* _PROBLEM TO SOLVE_:
Only the lines from the first line of the material below to the line containing "distributed under the", inclusive, should be copied, each exactly as written.

* _DATA SHOWN_:
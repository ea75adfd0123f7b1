// Copyright 2023 Strixpyrr
//
// Licensed under the Apache License, Version 2.0 (the "License");
// you may not use this file except in compliance with the License.
// You may obtain a copy of the License at
//
//     http://www.apache.org/licenses/LICENSE-2.0
//
// Unless required by applicable law or agreed to in writing, software
// distributed under the License is distributed on an "AS IS" BASIS,
// WITHOUT WARRANTIES OR CONDITIONS OF ANY KIND, either express or implied.
// See the License for the specific language governing permissions and
// limitations under the License.

//! The segmented [`Buffer`]: the in-memory byte sequence every other part of
//! the crate reads from and writes to. A buffer is simultaneously a
//! [`crate::streams::RawSource`] and a [`crate::streams::RawSink`].

mod read;
mod write;

use std::rc::Rc;
use crate::byte_str::ByteString;
use crate::error::{Error, Result};
use crate::segment::{self, Segment, SegmentRef, SEGMENT_SIZE};

/// An ordered cycle of segments behaving as both a source and a sink.
pub struct Buffer {
	head: Option<SegmentRef>,
	tail: Option<SegmentRef>,
	size: usize,
}

impl Default for Buffer {
	fn default() -> Self { Self::new() }
}

impl Buffer {
	/// Creates a new, empty buffer.
	pub fn new() -> Self {
		Self { head: None, tail: None, size: 0 }
	}

	/// The number of bytes currently held.
	pub fn size(&self) -> usize { self.size }

	/// `true` if the buffer holds no bytes.
	pub fn is_empty(&self) -> bool { self.size == 0 }

	/// Recycles every segment, leaving the buffer empty. Never fails; kept
	/// fallible in the signature to match the rest of the buffer/stream API,
	/// which treats `clear` as a normal, reportable buffer operation.
	pub fn clear(&mut self) -> Result {
		while self.pop_front_segment().is_some() {}
		Ok(())
	}

	/// Discards `byte_count` bytes from the front, without copying them
	/// anywhere. Returns the number of bytes actually skipped (less than
	/// requested only if the buffer underflows).
	pub fn skip(&mut self, mut byte_count: usize) -> usize {
		let mut skipped = 0;
		while byte_count > 0 {
			let Some(head) = self.head.clone() else { break };
			let avail = head.borrow().len();
			let n = avail.min(byte_count);
			head.borrow_mut().skip(n);
			self.size -= n;
			skipped += n;
			byte_count -= n;
			if head.borrow().is_empty() {
				self.pop_front_segment();
			}
		}
		skipped
	}

	/// An immutable snapshot of the buffer's current contents.
	pub fn snapshot(&self) -> ByteString {
		let mut out = Vec::with_capacity(self.size);
		self.for_each_segment(|seg| seg.read(|d| out.extend_from_slice(d)));
		ByteString::from(out)
	}

	/// Non-consuming copy of `count` bytes starting at `offset` into `sink`.
	/// Does not mutate `self`.
	pub fn copy_to(&self, sink: &mut Buffer, offset: usize, count: usize) -> Result<usize> {
		if offset + count > self.size {
			return Err(Error::end_of_input("copy_to: range exceeds buffer size"));
		}

		let mut remaining_skip = offset;
		let mut remaining = count;
		let mut copied = 0;
		self.for_each_segment(|seg| {
			if remaining == 0 { return }
			seg.read(|data| {
				let mut data = data;
				if remaining_skip > 0 {
					let skip = remaining_skip.min(data.len());
					data = &data[skip..];
					remaining_skip -= skip;
				}
				if data.is_empty() { return }
				let n = data.len().min(remaining);
				sink.write_from_slice(&data[..n]);
				remaining -= n;
				copied += n;
			});
		});

		Ok(copied)
	}

	/// Linear scan for `byte` within `[from, to)`, returning its absolute
	/// index, or `None` if not found.
	pub fn index_of(&self, byte: u8, from: usize, to: usize) -> Option<usize> {
		let to = to.min(self.size);
		if from >= to { return None }

		let mut base = 0usize;
		let mut result = None;
		self.for_each_segment(|seg| {
			if result.is_some() { return }
			let seg_len = seg.len();
			let seg_start = base;
			let seg_end = base + seg_len;
			base = seg_end;

			if seg_end <= from || seg_start >= to { return }

			seg.read(|data| {
				let lo = from.saturating_sub(seg_start);
				let hi = (to - seg_start).min(data.len());
				if let Some(pos) = data[lo..hi].iter().position(|&b| b == byte) {
					result = Some(seg_start + lo + pos);
				}
			});
		});
		result
	}

	/// Searches for the literal byte string `needle` within `[from, to)`. An
	/// empty needle returns `from`, clamped to the buffer's size.
	pub fn index_of_bytes(&self, needle: &ByteString, from: usize, to: usize) -> Option<usize> {
		if needle.is_empty() {
			return Some(from.min(self.size));
		}

		let hay = self.snapshot();
		let hay = hay.as_slice();
		let to = to.min(self.size);
		if from >= to || needle.len() > to - from { return None }

		hay[from..to].windows(needle.len()).position(|w| w == needle.as_slice()).map(|p| p + from)
	}

	pub(crate) fn push_back_segment(&mut self, node: SegmentRef) {
		self.size += node.borrow().len();
		match self.tail.take() {
			None => self.head = Some(Rc::clone(&node)),
			Some(tail) => segment::push_after(&tail, Rc::clone(&node)),
		}
		self.tail = Some(node);
	}

	pub(crate) fn pop_front_segment(&mut self) -> Option<SegmentRef> {
		let head = self.head.take()?;
		self.size -= head.borrow().len();
		let next = segment::next_in_cycle(&head);
		match next {
			Some(next) => {
				segment::detach(&head);
				self.head = Some(next);
			}
			None => self.tail = None,
		}
		segment::recycle(head);
		self.head.clone()
	}

	/// Returns (and recycles, if now empty) the head segment, or leaves it in
	/// place if it still has readable bytes. Used by readers that consume a
	/// few bytes at a time.
	pub(crate) fn head(&mut self) -> Option<SegmentRef> {
		let head = self.head.clone()?;
		if head.borrow().is_empty() {
			self.pop_front_segment();
			self.head.clone()
		} else {
			Some(head)
		}
	}

	/// Consumes `n` already-read bytes from the head segment fetched via
	/// [`Self::head`], updating the buffer's accounting. Used by
	/// [`crate::unsafe_cursor::UnsafeCursor`] after a zero-copy read.
	pub(crate) fn consume_from_head(&mut self, n: usize) {
		if let Some(head) = self.head() {
			head.borrow_mut().skip(n);
			self.size -= n;
		}
	}

	/// Accounts for `n` bytes written directly into the tail segment fetched
	/// via [`Self::writable_tail`]. Used by
	/// [`crate::unsafe_cursor::UnsafeCursor`] after a zero-copy write.
	pub(crate) fn add_size(&mut self, n: usize) {
		self.size += n;
	}

	/// Appends `byte_count` bytes of writable space to the tail, claiming new
	/// segments from the pool as needed, and returns the (possibly new) tail
	/// segment ready to be written into.
	pub(crate) fn writable_tail(&mut self, byte_count: usize) -> SegmentRef {
		if let Some(tail) = self.tail.clone() {
			if tail.borrow().is_owner() && !tail.borrow().is_shared() && tail.borrow().free_space() > 0 {
				return tail;
			}
		}
		let _ = byte_count;
		let fresh = Segment::take();
		self.push_back_segment(Rc::clone(&fresh));
		fresh
	}

	fn for_each_segment(&self, mut f: impl FnMut(&Segment)) {
		let mut cur = self.head.clone();
		let mut first = true;
		while let Some(node) = cur {
			if !first && self.head.as_ref().is_some_and(|h| Rc::ptr_eq(h, &node)) {
				break;
			}
			first = false;
			f(&node.borrow());
			cur = segment::next_in_cycle(&node);
		}
	}

	/// Transfers exactly `count` bytes from `source` into `self`, consuming
	/// them from `source`. Whole, unshared segments are spliced in directly
	/// when possible instead of byte-copied.
	pub fn write(&mut self, source: &mut Buffer, count: usize) -> Result<usize> {
		if count > source.size {
			return Err(Error::end_of_input("write: source buffer underflowed"));
		}

		let mut remaining = count;
		while remaining > 0 {
			let Some(head) = source.head.clone() else { break };
			let seg_len = head.borrow().len();
			let can_move = seg_len <= remaining && !head.borrow().is_shared();

			if can_move {
				source.size -= seg_len;
				let next = segment::next_in_cycle(&head);
				match next {
					Some(next) => {
						segment::detach(&head);
						source.head = Some(next);
					}
					None => {
						source.head = None;
						source.tail = None;
					}
				}
				self.push_back_segment(head);
				remaining -= seg_len;
			} else {
				let n = remaining.min(seg_len);
				let tail_has_room = self.tail.as_ref().is_some_and(|tail| {
					let t = tail.borrow();
					t.is_owner() && !t.is_shared() && t.free_space() > 0
				});

				if !tail_has_room {
					let prefix = segment::split(&head, n);
					source.size -= n;
					self.push_back_segment(prefix);
					remaining -= n;
					if head.borrow().is_empty() {
						source.pop_front_segment();
					}
				} else {
					let tail = self.writable_tail(n);
					let moved = {
						let mut h = head.borrow_mut();
						let mut t = tail.borrow_mut();
						h.copy_into(&mut t, n)
					};
					self.size += moved;
					source.size -= moved;
					remaining -= moved;
					if head.borrow().is_empty() {
						source.pop_front_segment();
					}
				}
			}
		}

		Ok(count)
	}

	/// Transfers every byte currently in `source` into `self`.
	pub fn write_all(&mut self, source: &mut Buffer) -> Result<usize> {
		self.write(source, source.size)
	}

	/// Copies up to `dst.len()` bytes starting at absolute index `from` into
	/// `dst`, without consuming anything. Returns the number of bytes copied.
	pub(crate) fn peek_into_slice(&self, from: usize, dst: &mut [u8]) -> usize {
		let mut remaining_skip = from;
		let mut idx = 0;
		self.for_each_segment(|seg| {
			if idx >= dst.len() { return }
			seg.read(|data| {
				let mut data = data;
				if remaining_skip > 0 {
					let skip = remaining_skip.min(data.len());
					data = &data[skip..];
					remaining_skip -= skip;
				}
				if data.is_empty() { return }
				let n = data.len().min(dst.len() - idx);
				dst[idx..idx + n].copy_from_slice(&data[..n]);
				idx += n;
			});
		});
		idx
	}

	/// The number of bytes that form whole, filled segments -- the portion
	/// [`crate::streams::BufferedSink::emit`] is willing to flush early.
	pub(crate) fn complete_byte_count(&self) -> usize {
		match &self.tail {
			Some(tail) if !tail.borrow().is_full() => self.size - tail.borrow().len(),
			_ => self.size,
		}
	}

	pub fn write_from_slice(&mut self, mut value: &[u8]) {
		while !value.is_empty() {
			let tail = self.writable_tail(value.len());
			let n = tail.borrow_mut().push_slice(value);
			self.size += n;
			value = &value[n..];
		}
	}
}

impl Drop for Buffer {
	fn drop(&mut self) {
		let _ = self.clear();
	}
}

impl crate::streams::RawSource for Buffer {
	fn read_at_most_to(&mut self, sink: &mut Buffer, byte_count: usize) -> Result<i64> {
		if self.is_empty() {
			return Ok(-1);
		}
		let n = self.size.min(byte_count);
		sink.write(self, n)?;
		Ok(n as i64)
	}
}

impl crate::streams::RawSink for Buffer {
	fn write_from(&mut self, source: &mut Buffer, byte_count: usize) -> Result {
		self.write(source, byte_count)?;
		Ok(())
	}
}

pub(crate) const _: () = assert!(SEGMENT_SIZE > 0);

#[cfg(test)]
mod tests {
	use super::*;
	use crate::ByteString;
	use pretty_assertions::assert_eq;

	#[test]
	fn size_identity_holds_after_writes() {
		let mut b = Buffer::new();
		b.write_from_slice(&vec![0u8; 20000]);
		assert_eq!(b.size(), 20000);
	}

	#[test]
	fn write_read_round_trip() {
		let mut b = Buffer::new();
		let data: Vec<u8> = (0..=255).cycle().take(9000).collect();
		b.write_from_slice(&data);
		let mut out = vec![0u8; data.len()];
		b.read_into_slice_exact(&mut out).unwrap();
		assert_eq!(out, data);
	}

	#[test]
	fn transfer_conservation() {
		let mut a = Buffer::new();
		a.write_from_slice(&vec![0u8; 8200]);
		let mut b = Buffer::new();
		b.write_from_slice(&[0xAA; 5]);
		a.write(&mut b, 5).unwrap();
		assert_eq!(a.size(), 8205);
		assert_eq!(b.size(), 0);
		let snap = a.snapshot();
		assert_eq!(&snap.as_slice()[8200..], &[0xAA; 5]);
	}

	#[test]
	fn index_of_across_segments() {
		let mut b = Buffer::new();
		b.write_from_slice(&vec![0x41u8; 8200]);
		b.write_from_slice(&[0xDE, 0xAD, 0xBE, 0xEF]);
		let needle = ByteString::from(vec![0xDE, 0xAD, 0xBE, 0xEF]);
		assert_eq!(b.index_of_bytes(&needle, 0, b.size()), Some(8200));
	}
}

* _YOUR RESPONSE_:
repository ea75adfd0123f7b1
// Copyright 2023 Strixpyrr
//
// Licensed under the Apache License, Version 2.0 (the "License");
// you may not use this file except in compliance with the License.
// You may obtain a copy of the License at
//
//     http://www.apache.org/licenses/LICENSE-2.0
//
// Unless required by applicable law or agreed to in writing, software
// distributed under the License is distributed on an "AS IS" BASIS,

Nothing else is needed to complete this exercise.